A 23-week gestational age, 590-gram birth weight Asian female infant progressed to threshold posterior ROP in the right eye by 33 weeks of gestational age. The anterior extent of blood vessel progression was just sufficient to span the view in a 30-diopter condensing lens with the small optic nerve localized to one side. The left eye was subthreshold and more peripherally developed; 109 “safety” burns were directed to the temporal periphery (3 clock hours of stage 3). There was no history of antenatal ethanol or drug exposure. Diode laser treatment (928 burns) was delivered to the right eye. At that time, and confirmed in subsequent years with examination under anesthesia associated with sensory esotropia, the right eye had marked optic nerve hypoplasia (Figure). Refractive error at 1 year of age was −3.00 in the right eye and +4.00 +1.00 × 90 in the left eye.
Figure. Chart Drawings and Retinopathy of Prematurity Classification for Serial Weekly Examinations for Case 1. Note the Posterior Extent of Retinopathy of Prematurity in the Right Eye and the Drawing of Relative Optic Nerve Head Sizes on the Bottom of the Page Lateral to Each Eye’s Retinal Drawing.
A 25-week gestational age, 750-gram birth weight white female infant with prenatal ethanol3 and tetrahydrocannabinol exposure progressed to asymmetric threshold by 37 weeks of gestational age. She received diode laser treatment with 2,013 burns in the right eye and 1,113 burns in the left eye. The nerves were minimally pale and the right eye was relatively hypoplastic with a diameter of 75% of the left eye.

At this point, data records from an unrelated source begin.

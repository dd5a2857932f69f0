//! Marketplace: publish, unpublish, clone, and list persisted projects.
//!
//! The service owns a [`ProjectStore`] and treats the serialized tree as an
//! opaque payload. Every mutating operation is ownership-checked before any
//! state is touched; store failures are logged in full and surfaced with a
//! generic message.

use crate::storage::{ProjectStore, StoreError};
use crate::tree::ProjectTree;
use chrono::{DateTime, Utc};
use serde::{Deserialize, Serialize};
use thiserror::Error;
use uuid::Uuid;

/// A persisted project document.
#[derive(Debug, Clone, PartialEq, Serialize, Deserialize)]
pub struct Project {
    /// Unique project identifier.
    pub id: String,
    /// Project name.
    pub name: String,
    /// Owning user.
    pub owner: String,
    /// The serialized component tree.
    pub tree: ProjectTree,
    /// Whether the project is visible on the marketplace.
    pub published: bool,
    /// Id of the project this one was cloned from, if any.
    #[serde(default, skip_serializing_if = "Option::is_none")]
    pub forked_from: Option<String>,
    pub created_at: DateTime<Utc>,
    pub updated_at: DateTime<Utc>,
}

impl Project {
    /// Create a new unpublished project owned by `owner`.
    pub fn new(owner: impl Into<String>, name: impl Into<String>, tree: ProjectTree) -> Self {
        let now = Utc::now();
        Self {
            id: Uuid::new_v4().to_string(),
            name: name.into(),
            owner: owner.into(),
            tree,
            published: false,
            forked_from: None,
            created_at: now,
            updated_at: now,
        }
    }
}

/// A client-submitted project payload: an id when updating an existing
/// document, otherwise a fresh one is created.
#[derive(Debug, Clone, Serialize, Deserialize)]
pub struct ProjectDraft {
    #[serde(default, skip_serializing_if = "Option::is_none")]
    pub id: Option<String>,
    pub name: String,
    pub tree: ProjectTree,
}

/// Marketplace errors.
#[derive(Debug, Error)]
pub enum MarketplaceError {
    #[error("project not found: {0}")]
    NotFound(String),
    #[error("not the owner of project {0}")]
    Forbidden(String),
    /// The generic message is deliberate; the underlying detail is logged
    /// server-side only.
    #[error("storage failure")]
    Store(#[source] StoreError),
}

/// Result type for marketplace operations.
pub type MarketplaceResult<T> = Result<T, MarketplaceError>;

fn store_err(e: StoreError) -> MarketplaceError {
    match e {
        StoreError::NotFound(id) => MarketplaceError::NotFound(id),
        other => {
            log::error!("marketplace store failure: {}", other);
            MarketplaceError::Store(other)
        }
    }
}

/// Publish/unpublish/clone/list over a project store.
pub struct MarketplaceService {
    store: Box<dyn ProjectStore>,
}

impl MarketplaceService {
    pub fn new(store: impl ProjectStore + 'static) -> Self {
        Self {
            store: Box::new(store),
        }
    }

    /// Access the backing store.
    pub fn store(&self) -> &dyn ProjectStore {
        self.store.as_ref()
    }

    /// All published projects.
    pub async fn list_published(&self) -> MarketplaceResult<Vec<Project>> {
        let mut projects = self.store.list().await.map_err(store_err)?;
        projects.retain(|p| p.published);
        Ok(projects)
    }

    /// Fetch a single project by id.
    pub async fn get(&self, id: &str) -> MarketplaceResult<Project> {
        self.store.load(id).await.map_err(store_err)
    }

    /// Save a draft without changing its publication state.
    ///
    /// This is the regular editor save path. A draft without an id creates
    /// a new unpublished project.
    pub async fn save(&self, user: &str, draft: ProjectDraft) -> MarketplaceResult<Project> {
        let project = match draft.id {
            Some(id) => {
                let mut existing = self.store.load(&id).await.map_err(store_err)?;
                if existing.owner != user {
                    return Err(MarketplaceError::Forbidden(id));
                }
                existing.name = draft.name;
                existing.tree = draft.tree;
                existing.updated_at = Utc::now();
                existing
            }
            None => Project::new(user, draft.name, draft.tree),
        };
        self.store.save(&project).await.map_err(store_err)?;
        Ok(project)
    }

    /// Publish a draft to the marketplace.
    ///
    /// Without an id this creates a new published project; with an id it
    /// updates that record in place, so publishing twice never duplicates.
    pub async fn publish(&self, user: &str, draft: ProjectDraft) -> MarketplaceResult<Project> {
        let project = match draft.id {
            Some(id) => {
                let mut existing = self.store.load(&id).await.map_err(store_err)?;
                if existing.owner != user {
                    return Err(MarketplaceError::Forbidden(id));
                }
                existing.name = draft.name;
                existing.tree = draft.tree;
                existing.published = true;
                existing.updated_at = Utc::now();
                existing
            }
            None => {
                let mut project = Project::new(user, draft.name, draft.tree);
                project.published = true;
                project
            }
        };
        self.store.save(&project).await.map_err(store_err)?;
        Ok(project)
    }

    /// Remove a project from the marketplace listing.
    ///
    /// Ownership is checked before anything is written; a mismatch leaves
    /// the stored document untouched.
    pub async fn unpublish(&self, user: &str, id: &str) -> MarketplaceResult<Project> {
        let mut project = self.store.load(id).await.map_err(store_err)?;
        if project.owner != user {
            return Err(MarketplaceError::Forbidden(id.to_string()));
        }
        project.published = false;
        project.updated_at = Utc::now();
        self.store.save(&project).await.map_err(store_err)?;
        Ok(project)
    }

    /// Clone a marketplace project into a new copy owned by `user`.
    ///
    /// The clone gets a fresh id, starts unpublished, and records where it
    /// was forked from; name and tree are taken from the source as-is.
    pub async fn clone_project(&self, user: &str, id: &str) -> MarketplaceResult<Project> {
        let source = self.store.load(id).await.map_err(store_err)?;
        if !source.published && source.owner != user {
            // Unpublished projects are only visible to their owner.
            return Err(MarketplaceError::Forbidden(id.to_string()));
        }

        let now = Utc::now();
        let clone = Project {
            id: Uuid::new_v4().to_string(),
            name: source.name,
            owner: user.to_string(),
            tree: source.tree,
            published: false,
            forked_from: Some(source.id),
            created_at: now,
            updated_at: now,
        };
        self.store.save(&clone).await.map_err(store_err)?;
        Ok(clone)
    }

    /// Delete a project entirely. Ownership-checked.
    pub async fn delete(&self, user: &str, id: &str) -> MarketplaceResult<()> {
        let project = self.store.load(id).await.map_err(store_err)?;
        if project.owner != user {
            return Err(MarketplaceError::Forbidden(id.to_string()));
        }
        self.store.delete(id).await.map_err(store_err)
    }
}

#[cfg(test)]
mod tests {
    use super::*;
    use crate::storage::MemoryStore;
    use pollster::block_on;

    fn service() -> MarketplaceService {
        MarketplaceService::new(MemoryStore::new())
    }

    fn draft(name: &str) -> ProjectDraft {
        ProjectDraft {
            id: None,
            name: name.to_string(),
            tree: ProjectTree::new(),
        }
    }

    #[test]
    fn test_publish_creates_then_updates() {
        let service = service();

        let published = block_on(service.publish("ada", draft("Landing Page"))).unwrap();
        assert!(published.published);

        // Publishing again with the returned id updates the same record.
        let again = block_on(service.publish(
            "ada",
            ProjectDraft {
                id: Some(published.id.clone()),
                name: "Landing Page v2".to_string(),
                tree: ProjectTree::new(),
            },
        ))
        .unwrap();
        assert_eq!(again.id, published.id);
        assert_eq!(again.created_at, published.created_at);

        let listed = block_on(service.list_published()).unwrap();
        assert_eq!(listed.len(), 1);
        assert_eq!(listed[0].name, "Landing Page v2");
    }

    #[test]
    fn test_list_excludes_unpublished() {
        let service = service();
        block_on(service.publish("ada", draft("Public"))).unwrap();
        block_on(service.save("ada", draft("Private"))).unwrap();

        let listed = block_on(service.list_published()).unwrap();
        assert_eq!(listed.len(), 1);
        assert_eq!(listed[0].name, "Public");
    }

    #[test]
    fn test_unpublish_requires_ownership() {
        let service = service();
        let project = block_on(service.publish("ada", draft("Landing Page"))).unwrap();

        let err = block_on(service.unpublish("grace", &project.id)).unwrap_err();
        assert!(matches!(err, MarketplaceError::Forbidden(_)));

        // The stored flag is unchanged.
        let stored = block_on(service.get(&project.id)).unwrap();
        assert!(stored.published);

        let unpublished = block_on(service.unpublish("ada", &project.id)).unwrap();
        assert!(!unpublished.published);
    }

    #[test]
    fn test_clone_semantics() {
        let service = service();
        let source = block_on(service.publish("ada", draft("Landing Page"))).unwrap();

        let clone = block_on(service.clone_project("grace", &source.id)).unwrap();
        assert_ne!(clone.id, source.id);
        assert_eq!(clone.owner, "grace");
        assert!(!clone.published);
        assert_eq!(clone.forked_from.as_deref(), Some(source.id.as_str()));
        assert_eq!(clone.name, source.name);
        assert_eq!(clone.tree, source.tree);
    }

    #[test]
    fn test_clone_unpublished_is_owner_only() {
        let service = service();
        let private = block_on(service.save("ada", draft("Private"))).unwrap();

        assert!(matches!(
            block_on(service.clone_project("grace", &private.id)),
            Err(MarketplaceError::Forbidden(_))
        ));
        assert!(block_on(service.clone_project("ada", &private.id)).is_ok());
    }

    #[test]
    fn test_save_preserves_publication_state() {
        let service = service();
        let published = block_on(service.publish("ada", draft("Landing Page"))).unwrap();

        let saved = block_on(service.save(
            "ada",
            ProjectDraft {
                id: Some(published.id.clone()),
                name: "Landing Page".to_string(),
                tree: ProjectTree::new(),
            },
        ))
        .unwrap();
        assert!(saved.published);
    }

    #[test]
    fn test_update_foreign_project_fails() {
        let service = service();
        let project = block_on(service.publish("ada", draft("Landing Page"))).unwrap();

        let err = block_on(service.publish(
            "grace",
            ProjectDraft {
                id: Some(project.id.clone()),
                name: "Hijacked".to_string(),
                tree: ProjectTree::new(),
            },
        ))
        .unwrap_err();
        assert!(matches!(err, MarketplaceError::Forbidden(_)));

        let stored = block_on(service.get(&project.id)).unwrap();
        assert_eq!(stored.name, "Landing Page");
    }

    #[test]
    fn test_delete_requires_ownership() {
        let service = service();
        let project = block_on(service.save("ada", draft("Landing Page"))).unwrap();

        assert!(matches!(
            block_on(service.delete("grace", &project.id)),
            Err(MarketplaceError::Forbidden(_))
        ));
        block_on(service.delete("ada", &project.id)).unwrap();
        assert!(matches!(
            block_on(service.get(&project.id)),
            Err(MarketplaceError::NotFound(_))
        ));
    }

    #[test]
    fn test_get_missing_is_not_found() {
        let service = service();
        assert!(matches!(
            block_on(service.get("nope")),
            Err(MarketplaceError::NotFound(_))
        ));
    }
}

This patient was not treated by the author. A 25-week gestational age, 690-gram black male twin infant was noted to have nerve asymmetry but only progressed to stage 2, zone 2 with minimal plus disease. After 1 year of age, the cycloplegic refraction was −1.00 in the right eye with 0.3 normal colored optic nerve cup, whereas the left eye was −7.00 diopters with a smaller 0.8 cup and subtle far-temporal tractional changes.4 For significant sensory esotropia, this patient underwent examination under anesthesia and bilateral medial rectus muscle recession. Intraocular pressure remained normal by Tonopen (Reichert Ophthalmic Instruments, Depew, NY) and corneal diameters were symmetric. His 670-gram birth weight twin with symmetric nerve heads had unilateral diode laser treatment.
This patient was not treated by the author. A 26-week gestational age 1,050-gram birth weight Native female infant did not progress to threshold ROP but developed stage 4 intraventricular hemorrhage. For an adduction deficit and large sensory exotropia, she underwent examination under anesthesia and lateral rectus recessions. The right optic nerve was 20% normal diameter associated with an-isometropic refraction of −3.00 sphere in the right eye and +1.75 +3.00 × 115 in the left eye. There were slight temporal retinal pigment epithelium changes in the right eye but no macular drag. Asymmetric, subthreshold ROP was suspected.
From November 2003 through December 2005, an additional 120 infants with a birth weight of less than 1,500 grams were examined for ROP5 and 14 were treated according to revised treatment threshold.6,7 None of these infants was noted to have significant optic nerve hypoplasia or atrophy.
Four infants were noted to have evidence of optic nerve hypoplasia or atrophy. Of these, two progressed to treatment threshold as diagrammed in the serial clinical record (Figure). Each was noted to have substantially more peripheral avascular retina.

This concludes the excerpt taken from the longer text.